En el segundo caso, el del texto-enunciado, se trata de captar una totalidad que se ofrece como un conjunto compuesto de figuras, bajo la forma material de datos textuales (verbales o no verbales), y que uno se esfuerza en interpretar: no se trata ya de identificar y de reconocer, sino de atribuir una dirección significante, una intencionalidad. La construcción del plano de inmanencia supone también una operación específica complementaria: hay que pasar de la experiencia de la coherencia y de la totalidad significante a la construcción de las isotopías del plano de la expresión, las cuales suscitarán la «presunción» de las isotopías del contenido2.
En suma, en el primer caso, las mutaciones que afectan a los formantes y a los rasgos de la expresión implican mutaciones sémicas en el plano del contenido, mientras que en el segundo caso, las mutaciones de la expresión textual implican mutaciones en las isotopías del contenido.

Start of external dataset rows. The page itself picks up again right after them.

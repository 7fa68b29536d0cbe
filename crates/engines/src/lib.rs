#![deny(unsafe_code)]
//! Engine registry: maps engine names to implementations and provides
//! CPU-side magnitude snapshot rendering.
//!
//! This crate sits between `magnet-sketch-core` (which defines the
//! `FieldEngine` trait) and the individual engine crates
//! (`magnet-sketch-dipole`). The CLI depends on this crate so dispatch
//! logic lives in one place.

pub mod pixel;
pub mod style;

#[cfg(feature = "png")]
pub mod snapshot;

use magnet_sketch_core::error::FieldError;
use magnet_sketch_core::field::VectorField;
use magnet_sketch_core::grid::SampleGrid;
use magnet_sketch_core::FieldEngine;
use serde_json::Value;

/// All available engine names.
const ENGINE_NAMES: &[&str] = &["dipole"];

/// Enumeration of all available field synthesis engines.
///
/// Wraps each engine implementation and delegates `FieldEngine` trait
/// methods. Use [`EngineKind::from_name`] for string-based construction.
pub enum EngineKind {
    /// Softened point-dipole superposition over polygonal magnets.
    Dipole(magnet_sketch_dipole::DipoleField),
}

impl EngineKind {
    /// Constructs an engine by name from a JSON params object (which may
    /// carry a `magnets` array alongside the engine's tunables).
    ///
    /// Returns `FieldError::UnknownEngine` if the name is not recognized.
    pub fn from_name(name: &str, params: &Value) -> Result<Self, FieldError> {
        match name {
            "dipole" => Ok(EngineKind::Dipole(
                magnet_sketch_dipole::DipoleField::from_json(params)?,
            )),
            _ => Err(FieldError::UnknownEngine(name.to_string())),
        }
    }

    /// Returns a slice of all recognized engine names.
    pub fn list_engines() -> &'static [&'static str] {
        ENGINE_NAMES
    }
}

impl FieldEngine for EngineKind {
    fn synthesize(&self, grid: &SampleGrid) -> Result<VectorField, FieldError> {
        match self {
            EngineKind::Dipole(e) => e.synthesize(grid),
        }
    }

    fn params(&self) -> Value {
        match self {
            EngineKind::Dipole(e) => e.params(),
        }
    }

    fn param_schema(&self) -> Value {
        match self {
            EngineKind::Dipole(e) => e.param_schema(),
        }
    }
}

#[cfg(test)]
mod tests {
    use super::*;
    use serde_json::json;

    fn triangle_params() -> Value {
        json!({
            "intensity": 5.0,
            "magnets": [{
                "boundary": [[0.0, 0.0], [2.0, 0.0], [1.0, 2.0]],
                "positive_pole": [1.0, 0.5],
                "negative_pole": [1.0, 1.2],
            }],
        })
    }

    #[test]
    fn from_name_dipole_succeeds() {
        let engine = EngineKind::from_name("dipole", &json!({}));
        assert!(engine.is_ok());
    }

    #[test]
    fn from_name_unknown_returns_error() {
        let result = EngineKind::from_name("nonexistent", &json!({}));
        assert!(matches!(result, Err(FieldError::UnknownEngine(_))));
    }

    #[test]
    fn list_engines_includes_dipole() {
        assert!(EngineKind::list_engines().contains(&"dipole"));
    }

    #[test]
    fn trait_delegation_synthesize() {
        let engine = EngineKind::from_name("dipole", &triangle_params()).unwrap();
        let grid = SampleGrid::centered_square(10, 3.0).unwrap();
        let field = engine.synthesize(&grid).unwrap();
        assert_eq!((field.nx(), field.ny()), (10, 10));
        assert!(field.finite_count() > 0, "triangle interior must be sampled");
        assert!(field.finite_count() < field.len(), "exterior must be masked");
    }

    #[test]
    fn trait_delegation_params_and_schema() {
        let engine = EngineKind::from_name("dipole", &triangle_params()).unwrap();
        assert_eq!(engine.params()["intensity"], 5.0);
        assert!(engine.param_schema().get("intensity").is_some());
    }

    #[test]
    fn determinism_same_params() {
        let grid = SampleGrid::centered_square(10, 3.0).unwrap();
        let a = EngineKind::from_name("dipole", &triangle_params())
            .unwrap()
            .synthesize(&grid)
            .unwrap();
        let b = EngineKind::from_name("dipole", &triangle_params())
            .unwrap()
            .synthesize(&grid)
            .unwrap();
        assert!(a
            .bx()
            .iter()
            .zip(b.bx().iter())
            .all(|(va, vb)| va.to_bits() == vb.to_bits()));
        assert!(a
            .by()
            .iter()
            .zip(b.by().iter())
            .all(|(va, vb)| va.to_bits() == vb.to_bits()));
    }

    #[test]
    fn object_safety() {
        let engine = EngineKind::from_name("dipole", &json!({})).unwrap();
        let boxed: Box<dyn FieldEngine> = Box::new(engine);
        let grid = SampleGrid::centered_square(4, 1.0).unwrap();
        assert_eq!(boxed.synthesize(&grid).unwrap().len(), 16);
    }
}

He aquí, pues, dos niveles de la experiencia, de los que se derivan dos tipos de entidades pertinentes y dos planos de inmanencia: la experiencia figurativa (e icónica), por un lado, de la que se extraen como magnitudes pertinentes de la expresión signos, y por otro lado, la experiencia textual3 (e intencional-interpretativa) de la que se extraen como magnitudes pertinentes de la expresión textos-enunciados.
Una de las consecuencias más espectaculares de ese cambio de nivel de pertinencia es la invención de la «dimensión plástica» de las semióticas-objetos, y principalmente de las «imágenes».

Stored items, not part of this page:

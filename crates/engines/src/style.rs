//! Streamline styling derived from intensity.
//!
//! The renderer draws denser, thicker streamlines as the field gets
//! stronger. The derivation is pure so the excluded plotting layer can
//! ask for it without recomputing the field.

/// Streamline density at zero intensity.
const DENSITY_BASE: f64 = 1.0;
/// Density gained per unit of intensity.
const DENSITY_PER_INTENSITY: f64 = 0.3;
/// Line width at zero intensity.
const LINEWIDTH_BASE: f64 = 0.5;
/// Line width gained per unit of intensity.
const LINEWIDTH_PER_INTENSITY: f64 = 0.1;

/// Rendering parameters for a streamline plot of the synthesized field.
#[derive(Debug, Clone, Copy, PartialEq)]
pub struct StreamlineStyle {
    /// Streamline seeding density.
    pub density: f64,
    /// Streamline width.
    pub linewidth: f64,
}

impl StreamlineStyle {
    /// Derives the style for the given field intensity.
    pub fn for_intensity(intensity: f64) -> Self {
        Self {
            density: DENSITY_BASE + DENSITY_PER_INTENSITY * intensity,
            linewidth: LINEWIDTH_BASE + LINEWIDTH_PER_INTENSITY * intensity,
        }
    }
}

Si uno selecciona, en efecto, como nivel de pertinencia de las imágenes el de las unidades significantes elementales, signos o figuras de representación, todos los aspectos sensibles de la imagen son remitidos a la sustancia, o sea, a la materia del plano de la expresión, y dependen entonces de un estudio de la historia de las técnicas, de las prácticas y de las estéticas de la producción; en el mejor de los casos, y desde el punto de vista de la historia del arte, esos aspectos sensibles y materiales podrán, si presentan alguna regularidad, ser atribuidos a un «estilo».

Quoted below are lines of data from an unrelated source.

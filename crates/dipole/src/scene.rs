//! Serde description of the engine's input contract.
//!
//! A scene file is the serialized form of what the drawing UI hands the
//! engine: magnet geometries plus the slider intensity. Points serialize
//! as `[x, y]` pairs, so a scene reads naturally as JSON:
//!
//! ```json
//! {
//!   "magnets": [{
//!     "boundary": [[0.0, 0.0], [2.0, 0.0], [1.0, 2.0]],
//!     "positive_pole": [1.0, 0.5],
//!     "negative_pole": [1.0, 1.2]
//!   }],
//!   "intensity": 5.0
//! }
//! ```

use glam::DVec2;
use serde::{Deserialize, Serialize};

use magnet_sketch_core::error::FieldError;
use magnet_sketch_core::magnet::Magnet;

use crate::DEFAULT_INTENSITY;

/// One magnet's geometry as it appears in a scene file.
#[derive(Debug, Clone, PartialEq, Serialize, Deserialize)]
pub struct MagnetSpec {
    /// Ordered boundary points; implicitly closed.
    pub boundary: Vec<DVec2>,
    /// Positive (north) pole, inside the boundary.
    pub positive_pole: DVec2,
    /// Negative (south) pole, inside the boundary.
    pub negative_pole: DVec2,
}

impl From<MagnetSpec> for Magnet {
    fn from(spec: MagnetSpec) -> Self {
        Magnet::new(spec.boundary, spec.positive_pole, spec.negative_pole)
    }
}

impl From<&Magnet> for MagnetSpec {
    fn from(magnet: &Magnet) -> Self {
        Self {
            boundary: magnet.boundary().vertices().to_vec(),
            positive_pole: magnet.positive_pole(),
            negative_pole: magnet.negative_pole(),
        }
    }
}

/// A full scene: magnets plus the intensity the slider currently holds.
#[derive(Debug, Clone, PartialEq, Serialize, Deserialize)]
pub struct Scene {
    /// Magnet geometries; missing key reads as an empty list.
    #[serde(default)]
    pub magnets: Vec<MagnetSpec>,
    /// Field strength multiplier; missing key reads as the default.
    #[serde(default = "default_intensity")]
    pub intensity: f64,
}

fn default_intensity() -> f64 {
    DEFAULT_INTENSITY
}

impl Scene {
    /// Parses a scene from JSON text.
    pub fn from_json_str(text: &str) -> Result<Self, FieldError> {
        serde_json::from_str(text).map_err(|e| FieldError::InvalidScene(e.to_string()))
    }

    /// Converts the magnet specs into engine magnets.
    pub fn into_magnets(self) -> Vec<Magnet> {
        self.magnets.into_iter().map(Magnet::from).collect()
    }
}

Sin embargo, el tránsito al nivel de pertinencia superior, el del «texto-enunciado», integra todos o parte de esos elementos sensibles en una «dimensión plástica», y el análisis semiótico de esa dimensión textual puede reconocerle o atribuirle directamente formas de contenido, axiologías y hasta roles actanciales. En suma, los elementos sensibles y materiales de la imagen no resultan pertinentes desde un punto de vista semiótico más que en un nivel superior, es decir, en el momento de su integración en «texto-enunciado».
La construcción de la dimensión plástica obedece estrictamente al recorrido señalado más arriba: a la experiencia holística de la coherencia visual sucede la construcción de las isotopías del plano de la expresión, las cuales, a su vez, proporcionan la «presunción» de las isotopías del contenido.